Records excerpted from a collection

● ● ● ● ●

//! JWT token issuance and validation
//!
//! Access tokens carry `{sub, email, role}`. Refresh tokens carry only
//! `{sub}` and live longer. Keys are derived once and shared behind `Arc`.

use anyhow::Result;
use authflow_shared::UserRole;
use chrono::{Duration, Utc};
use jsonwebtoken::{decode, encode, DecodingKey, EncodingKey, Header, Validation};
use serde::{de::DeserializeOwned, Deserialize, Serialize};
use std::sync::Arc;
use uuid::Uuid;

/// Access token claims
#[derive(Debug, Clone, Serialize, Deserialize, PartialEq, Eq)]
pub struct AccessClaims {
    /// Subject (user ID)
    pub sub: String,
    pub email: String,
    pub role: UserRole,
    /// Issued at (Unix timestamp)
    pub iat: i64,
    /// Expiration time (Unix timestamp)
    pub exp: i64,
}

/// Refresh token claims
#[derive(Debug, Clone, Serialize, Deserialize, PartialEq, Eq)]
pub struct RefreshClaims {
    pub sub: String,
    pub iat: i64,
    pub exp: i64,
}

/// Pre-computed JWT keys
#[derive(Clone)]
pub struct JwtKeys {
    encoding: Arc<EncodingKey>,
    decoding: Arc<DecodingKey>,
}

impl JwtKeys {
    pub fn new(secret: &str) -> Self {
        Self {
            encoding: Arc::new(EncodingKey::from_secret(secret.as_bytes())),
            decoding: Arc::new(DecodingKey::from_secret(secret.as_bytes())),
        }
    }
}

/// Token lifetimes in seconds
#[derive(Debug, Clone, Copy)]
pub struct TokenTtl {
    pub access_secs: i64,
    pub refresh_secs: i64,
}

/// JWT service for token operations
///
/// Create once at startup and share; cloning only bumps reference counts.
#[derive(Clone)]
pub struct JwtService {
    keys: JwtKeys,
    ttl: TokenTtl,
}

impl JwtService {
    pub fn new(secret: &str, access_token_expiry_secs: i64, refresh_token_expiry_secs: i64) -> Self {
        Self {
            keys: JwtKeys::new(secret),
            ttl: TokenTtl {
                access_secs: access_token_expiry_secs,
                refresh_secs: refresh_token_expiry_secs,
            },
        }
    }

    /// Sign an access token for a user
    pub fn issue_access_token(&self, user_id: Uuid, email: &str, role: UserRole) -> Result<String> {
        let (iat, exp) = self.window(self.ttl.access_secs);
        let claims = AccessClaims {
            sub: user_id.to_string(),
            email: email.to_string(),
            role,
            iat,
            exp,
        };
        self.sign(&claims, "access")
    }

    /// Sign a refresh token for a user
    pub fn issue_refresh_token(&self, user_id: Uuid) -> Result<String> {
        let (iat, exp) = self.window(self.ttl.refresh_secs);
        let claims = RefreshClaims {
            sub: user_id.to_string(),
            iat,
            exp,
        };
        self.sign(&claims, "refresh")
    }

    /// Check signature and expiry of an access token
    pub fn decode_access_token(&self, token: &str) -> Result<AccessClaims> {
        self.verify(token)
    }

    /// Check signature and expiry of a refresh token
    pub fn decode_refresh_token(&self, token: &str) -> Result<RefreshClaims> {
        self.verify(token)
    }

    #[inline]
    pub fn ttl(&self) -> TokenTtl {
        self.ttl
    }

    fn window(&self, ttl_secs: i64) -> (i64, i64) {
        let now = Utc::now();
        (now.timestamp(), (now + Duration::seconds(ttl_secs)).timestamp())
    }

    fn sign<C: Serialize>(&self, claims: &C, kind: &str) -> Result<String> {
        encode(&Header::default(), claims, &self.keys.encoding)
            .map_err(|e| anyhow::anyhow!("Failed to generate {} token: {}", kind, e))
    }

    fn verify<C: DeserializeOwned>(&self, token: &str) -> Result<C> {
        let data = decode::<C>(token, &self.keys.decoding, &Validation::default())
            .map_err(|e| anyhow::anyhow!("Invalid token: {}", e))?;
        Ok(data.claims)
    }
}
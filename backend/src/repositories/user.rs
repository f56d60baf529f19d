//! User repository for database operations

use async_trait::async_trait;
use authflow_shared::{User, UserRole};
use chrono::{DateTime, Utc};
use sqlx::postgres::PgRow;
use sqlx::{FromRow, PgPool, Row};
use thiserror::Error;
use uuid::Uuid;

/// Persistence failures
#[derive(Debug, Error)]
pub enum RepositoryError {
    /// A unique constraint rejected the write
    #[error("duplicate key: {0}")]
    DuplicateKey(String),

    #[error("database error: {0}")]
    Database(#[source] sqlx::Error),
}

impl From<sqlx::Error> for RepositoryError {
    fn from(err: sqlx::Error) -> Self {
        match err.as_database_error() {
            Some(db_err) if db_err.is_unique_violation() => RepositoryError::DuplicateKey(
                db_err.constraint().unwrap_or("unique").to_string(),
            ),
            _ => RepositoryError::Database(err),
        }
    }
}

/// User record as stored, password hash included
#[derive(Debug, Clone, PartialEq, Eq)]
pub struct UserRecord {
    pub id: Uuid,
    pub name: String,
    pub email: String,
    pub password_hash: String,
    pub role: UserRole,
    pub created_at: DateTime<Utc>,
    pub updated_at: DateTime<Utc>,
}

impl UserRecord {
    /// Public view of the record, without the password hash
    pub fn to_user(&self) -> User {
        User {
            id: self.id,
            name: self.name.clone(),
            email: self.email.clone(),
            role: self.role,
            created_at: self.created_at,
            updated_at: self.updated_at,
        }
    }
}

impl<'r> FromRow<'r, PgRow> for UserRecord {
    fn from_row(row: &'r PgRow) -> Result<Self, sqlx::Error> {
        let role: String = row.try_get("role")?;
        let role = role.parse::<UserRole>().map_err(|e| sqlx::Error::ColumnDecode {
            index: "role".to_string(),
            source: Box::new(e),
        })?;

        Ok(Self {
            id: row.try_get("id")?,
            name: row.try_get("name")?,
            email: row.try_get("email")?,
            password_hash: row.try_get("password_hash")?,
            role,
            created_at: row.try_get("created_at")?,
            updated_at: row.try_get("updated_at")?,
        })
    }
}

/// Input for creating a user
#[derive(Debug, Clone)]
pub struct NewUser {
    pub name: String,
    pub email: String,
    pub password_hash: String,
    pub role: UserRole,
}

/// User persistence used by the auth flow
#[async_trait]
pub trait UserRepository: Send + Sync {
    /// Exact, case-sensitive lookup
    async fn find_by_email(&self, email: &str) -> Result<Option<UserRecord>, RepositoryError>;

    /// Insert a user. Fails with `DuplicateKey` if the email is taken.
    async fn create(&self, user: NewUser) -> Result<UserRecord, RepositoryError>;

    /// Check the store is reachable
    async fn health_check(&self) -> Result<(), RepositoryError>;
}

/// Postgres-backed user repository
#[derive(Clone)]
pub struct PgUserRepository {
    pool: PgPool,
}

impl PgUserRepository {
    pub fn new(pool: PgPool) -> Self {
        Self { pool }
    }

    pub fn pool(&self) -> &PgPool {
        &self.pool
    }
}

#[async_trait]
impl UserRepository for PgUserRepository {
    async fn find_by_email(&self, email: &str) -> Result<Option<UserRecord>, RepositoryError> {
        let user = sqlx::query_as::<_, UserRecord>(
            r#"
            SELECT id, name, email, password_hash, role, created_at, updated_at
            FROM users
            WHERE email = $1
            "#,
        )
        .bind(email)
        .fetch_optional(&self.pool)
        .await?;

        Ok(user)
    }

    async fn create(&self, user: NewUser) -> Result<UserRecord, RepositoryError> {
        let record = sqlx::query_as::<_, UserRecord>(
            r#"
            INSERT INTO users (name, email, password_hash, role)
            VALUES ($1, $2, $3, $4)
            RETURNING id, name, email, password_hash, role, created_at, updated_at
            "#,
        )
        .bind(&user.name)
        .bind(&user.email)
        .bind(&user.password_hash)
        .bind(user.role.as_str())
        .fetch_one(&self.pool)
        .await?;

        Ok(record)
    }

    async fn health_check(&self) -> Result<(), RepositoryError> {
        sqlx::query("SELECT 1").execute(&self.pool).await?;
        Ok(())
    }
}
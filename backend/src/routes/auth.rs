//! Authentication routes
//!
//! `POST /v1/auth/signup` and `POST /v1/auth/signin`. Bodies are checked
//! against the shared validation rules before reaching [`AuthService`].
//! Both answer `201 Created` with `{data: AuthResult, timestamp}`.
//!
//! [`AuthService`]: crate::services::AuthService

use super::extract::AppJson;
use crate::error::ApiResult;
use crate::state::AppState;
use authflow_shared::validation::{validate_signin_request, validate_signup_request};
use authflow_shared::{ApiResponse, AuthResult, SigninRequest, SignupRequest};
use axum::{extract::State, http::StatusCode, routing::post, Json, Router};

type AuthResponse = (StatusCode, Json<ApiResponse<AuthResult>>);

/// Create auth routes
pub fn auth_routes() -> Router<AppState> {
    Router::new()
        .route("/signup", post(signup))
        .route("/signin", post(signin))
}

/// Register a new user
///
/// POST /v1/auth/signup
async fn signup(
    State(state): State<AppState>,
    AppJson(req): AppJson<SignupRequest>,
) -> ApiResult<AuthResponse> {
    let req = validate_signup_request(req)?;
    let result = state.auth().signup(req.into()).await?;
    Ok((StatusCode::CREATED, Json(ApiResponse::new(result))))
}

/// Sign in with email and password
///
/// POST /v1/auth/signin
async fn signin(
    State(state): State<AppState>,
    AppJson(req): AppJson<SigninRequest>,
) -> ApiResult<AuthResponse> {
    let req = validate_signin_request(req)?;
    let result = state.auth().signin(req.into()).await?;
    Ok((StatusCode::CREATED, Json(ApiResponse::new(result))))
}
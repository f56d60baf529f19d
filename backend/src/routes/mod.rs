//! Route definitions for the authflow API
//!
//! This module organizes all API routes and applies middleware.

use crate::error::ApiError;
use crate::state::AppState;
use axum::{
    extract::{OriginalUri, Request},
    http::{header, Method, StatusCode},
    middleware::{self, Next},
    response::{IntoResponse, Response},
    routing::get,
    Router,
};
use std::time::Duration;
use tower_http::{
    compression::CompressionLayer,
    cors::{Any, CorsLayer},
    request_id::{MakeRequestUuid, PropagateRequestIdLayer, SetRequestIdLayer},
    timeout::TimeoutLayer,
    trace::TraceLayer,
};

mod auth;
mod extract;
mod health;


pub use auth::auth_routes;
pub use extract::AppJson;

const REQUEST_TIMEOUT: Duration = Duration::from_secs(30);

/// Create the main application router with all middleware
pub fn create_router(state: AppState) -> Router {
    let routes = Router::new()
        .route("/health", get(health::health_check))
        .route("/health/ready", get(health::readiness_check))
        .route("/health/live", get(health::liveness_check))
        .nest("/v1", api_routes())
        .fallback(not_found)
        // Apply middleware layers
        .layer(CompressionLayer::new());

    with_timeout(routes, REQUEST_TIMEOUT)
        .layer(
            CorsLayer::new()
                .allow_origin(Any)
                .allow_methods([Method::GET, Method::POST])
                .allow_headers([header::CONTENT_TYPE, header::AUTHORIZATION]),
        )
        .layer(PropagateRequestIdLayer::x_request_id())
        .layer(SetRequestIdLayer::x_request_id(MakeRequestUuid))
        .layer(TraceLayer::new_for_http())
        .with_state(state)
}

/// API v1 routes
fn api_routes() -> Router<AppState> {
    Router::new()
        .route("/", get(|| async { "Authflow API v1" }))
        .nest("/auth", auth::auth_routes())
}

/// Abort requests after `limit`, answering with the error envelope
fn with_timeout<S>(router: Router<S>, limit: Duration) -> Router<S>
where
    S: Clone + Send + Sync + 'static,
{
    router
        .layer(TimeoutLayer::new(limit))
        .layer(middleware::from_fn(timeout_envelope))
}

/// `TimeoutLayer` answers with a bodiless 408
async fn timeout_envelope(request: Request, next: Next) -> Response {
    let response = next.run(request).await;
    if response.status() == StatusCode::REQUEST_TIMEOUT
        && !response.headers().contains_key(header::CONTENT_TYPE)
    {
        return ApiError::Timeout.into_response();
    }
    response
}

async fn not_found(method: Method, OriginalUri(uri): OriginalUri) -> ApiError {
    ApiError::NotFound(format!("Cannot {} {}", method, uri.path()))
}
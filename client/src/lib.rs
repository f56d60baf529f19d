//! Authflow Client
//!
//! Validates signup/signin forms locally, calls the backend and hands the
//! resulting tokens to a [`SessionStore`].

mod error;

pub use error::{
    ClientError, SIGNIN_FAILED_MESSAGE, SIGNUP_FAILED_MESSAGE, UNEXPECTED_ERROR_MESSAGE,
};

use authflow_shared::validation::{validate_signin_form, validate_signup_form};
use authflow_shared::{
    ApiResponse, AuthResult, ErrorResponse, SessionStore, SigninForm, SignupForm,
};
use reqwest::Client;
use serde::Serialize;
use tracing::{debug, info_span, warn, Instrument};

const SIGNUP_PATH: &str = "/v1/auth/signup";
const SIGNIN_PATH: &str = "/v1/auth/signin";

/// HTTP client for the auth endpoints
#[derive(Debug, Clone)]
pub struct AuthClient {
    http: Client,
    base_url: String,
}

impl AuthClient {
    /// `base_url` is the server origin, e.g. `http://localhost:3000`
    pub fn new(base_url: impl Into<String>) -> Self {
        Self::with_client(Client::new(), base_url)
    }

    pub fn with_client(http: Client, base_url: impl Into<String>) -> Self {
        let base_url = base_url.into().trim_end_matches('/').to_string();
        Self { http, base_url }
    }

    pub fn base_url(&self) -> &str {
        &self.base_url
    }

    /// Validate the form and register a new account.
    ///
    /// Only `{name, email, password}` is sent; the confirmation field stays local.
    pub async fn signup(&self, form: &SignupForm) -> Result<AuthResult, ClientError> {
        let request = validate_signup_form(form)?;
        self.post(SIGNUP_PATH, &request, SIGNUP_FAILED_MESSAGE).await
    }

    /// Validate the form and sign in
    pub async fn signin(&self, form: &SigninForm) -> Result<AuthResult, ClientError> {
        let request = validate_signin_form(form)?;
        self.post(SIGNIN_PATH, &request, SIGNIN_FAILED_MESSAGE).await
    }

    /// Sign up and store the session on success
    pub async fn signup_into(
        &self,
        form: &SignupForm,
        session: &SessionStore,
    ) -> Result<(), ClientError> {
        let result = self.signup(form).await?;
        session.apply(result);
        Ok(())
    }

    /// Sign in and store the session on success
    pub async fn signin_into(
        &self,
        form: &SigninForm,
        session: &SessionStore,
    ) -> Result<(), ClientError> {
        let result = self.signin(form).await?;
        session.apply(result);
        Ok(())
    }

    async fn post<B: Serialize>(
        &self,
        path: &str,
        body: &B,
        fallback: &str,
    ) -> Result<AuthResult, ClientError> {
        let url = format!("{}{}", self.base_url, path);
        let span = info_span!("authflow.request", http.method = "POST", url = %url);

        let response = self
            .http
            .post(&url)
            .json(body)
            .send()
            .instrument(span)
            .await?;

        let status = response.status();
        let bytes = response.bytes().await?;

        if !status.is_success() {
            let message = serde_json::from_slice::<ErrorResponse>(&bytes)
                .map(|envelope| envelope.message)
                .ok()
                .filter(|message| !message.is_empty())
                .unwrap_or_else(|| fallback.to_string());
            warn!(status = status.as_u16(), %message, "Auth request rejected");
            return Err(ClientError::Server {
                status: status.as_u16(),
                message,
            });
        }

        let envelope: ApiResponse<AuthResult> =
            serde_json::from_slice(&bytes).map_err(ClientError::Decode)?;
        debug!(user_id = %envelope.data.user.id, "Auth request succeeded");
        Ok(envelope.data)
    }
}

● ● ● ● ●

Your answer must consist solely of the lines above between the line holding "filename backend/src/repositories/user.rs" and the line holding "password hash included", inclusive, copied exactly.

** Problem solution **
filename backend/src/repositories/user.rs
repository f56d60baf529f19d
//! User repository for database operations

use async_trait::async_trait;
use authflow_shared::{User, UserRole};
use chrono::{DateTime, Utc};
use sqlx::postgres::PgRow;
use sqlx::{FromRow, PgPool, Row};
use thiserror::Error;
use uuid::Uuid;

/// Persistence failures
#[derive(Debug, Error)]
pub enum RepositoryError {
    /// A unique constraint rejected the write
    #[error("duplicate key: {0}")]
    DuplicateKey(String),

    #[error("database error: {0}")]
    Database(#[source] sqlx::Error),
}

impl From<sqlx::Error> for RepositoryError {
    fn from(err: sqlx::Error) -> Self {
        match err.as_database_error() {
            Some(db_err) if db_err.is_unique_violation() => RepositoryError::DuplicateKey(
                db_err.constraint().unwrap_or("unique").to_string(),
            ),
            _ => RepositoryError::Database(err),
        }
    }
}

/// User record as stored, password hash included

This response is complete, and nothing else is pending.